Your objective - Copy every line of the data that contains the string "settings".
- - -
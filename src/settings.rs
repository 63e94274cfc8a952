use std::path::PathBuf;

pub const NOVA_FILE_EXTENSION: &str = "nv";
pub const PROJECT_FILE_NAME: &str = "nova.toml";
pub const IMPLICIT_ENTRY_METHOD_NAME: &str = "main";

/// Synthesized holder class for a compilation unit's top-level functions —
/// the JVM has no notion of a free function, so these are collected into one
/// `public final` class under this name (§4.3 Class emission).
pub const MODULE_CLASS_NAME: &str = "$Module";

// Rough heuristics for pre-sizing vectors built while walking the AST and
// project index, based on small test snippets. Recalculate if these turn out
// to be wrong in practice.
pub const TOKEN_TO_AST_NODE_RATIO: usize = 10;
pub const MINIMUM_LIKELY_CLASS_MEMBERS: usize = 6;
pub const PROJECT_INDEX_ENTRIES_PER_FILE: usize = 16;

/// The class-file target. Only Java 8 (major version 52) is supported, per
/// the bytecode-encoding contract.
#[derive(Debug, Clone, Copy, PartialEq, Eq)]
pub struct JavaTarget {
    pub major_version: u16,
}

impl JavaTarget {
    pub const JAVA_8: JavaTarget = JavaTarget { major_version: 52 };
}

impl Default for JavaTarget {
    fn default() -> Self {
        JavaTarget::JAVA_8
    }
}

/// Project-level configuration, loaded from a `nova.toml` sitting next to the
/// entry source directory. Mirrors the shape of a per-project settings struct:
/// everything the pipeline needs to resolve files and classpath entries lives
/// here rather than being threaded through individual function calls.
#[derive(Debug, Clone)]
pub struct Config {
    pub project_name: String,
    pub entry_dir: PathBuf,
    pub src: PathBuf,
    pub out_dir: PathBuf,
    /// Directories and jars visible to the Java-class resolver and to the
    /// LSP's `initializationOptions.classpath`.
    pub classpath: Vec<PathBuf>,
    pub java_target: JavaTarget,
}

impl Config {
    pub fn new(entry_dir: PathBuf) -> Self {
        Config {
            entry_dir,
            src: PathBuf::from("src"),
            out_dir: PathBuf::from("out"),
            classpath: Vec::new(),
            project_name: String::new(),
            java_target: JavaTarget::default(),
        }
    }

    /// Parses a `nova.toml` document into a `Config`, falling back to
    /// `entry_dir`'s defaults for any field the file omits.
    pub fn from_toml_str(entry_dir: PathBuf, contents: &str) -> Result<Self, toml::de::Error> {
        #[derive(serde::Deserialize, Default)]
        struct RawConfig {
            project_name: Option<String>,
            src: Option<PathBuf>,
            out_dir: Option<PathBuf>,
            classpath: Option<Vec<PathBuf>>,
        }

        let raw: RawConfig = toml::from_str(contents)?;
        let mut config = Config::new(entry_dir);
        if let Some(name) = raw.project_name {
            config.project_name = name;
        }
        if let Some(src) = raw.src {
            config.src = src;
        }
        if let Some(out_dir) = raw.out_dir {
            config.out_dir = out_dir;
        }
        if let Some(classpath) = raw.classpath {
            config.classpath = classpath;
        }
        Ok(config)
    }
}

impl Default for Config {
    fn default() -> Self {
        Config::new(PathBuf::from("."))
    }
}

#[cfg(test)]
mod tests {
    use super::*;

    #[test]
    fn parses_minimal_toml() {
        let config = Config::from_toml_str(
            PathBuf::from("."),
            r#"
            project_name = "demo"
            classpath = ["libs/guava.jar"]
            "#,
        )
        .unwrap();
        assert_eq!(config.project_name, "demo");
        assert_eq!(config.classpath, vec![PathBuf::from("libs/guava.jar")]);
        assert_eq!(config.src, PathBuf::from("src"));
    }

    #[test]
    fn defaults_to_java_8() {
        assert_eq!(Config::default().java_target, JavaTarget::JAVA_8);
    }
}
- - -
Task answer -
filename src/settings.rs
/// entry source directory. Mirrors the shape of a per-project settings struct:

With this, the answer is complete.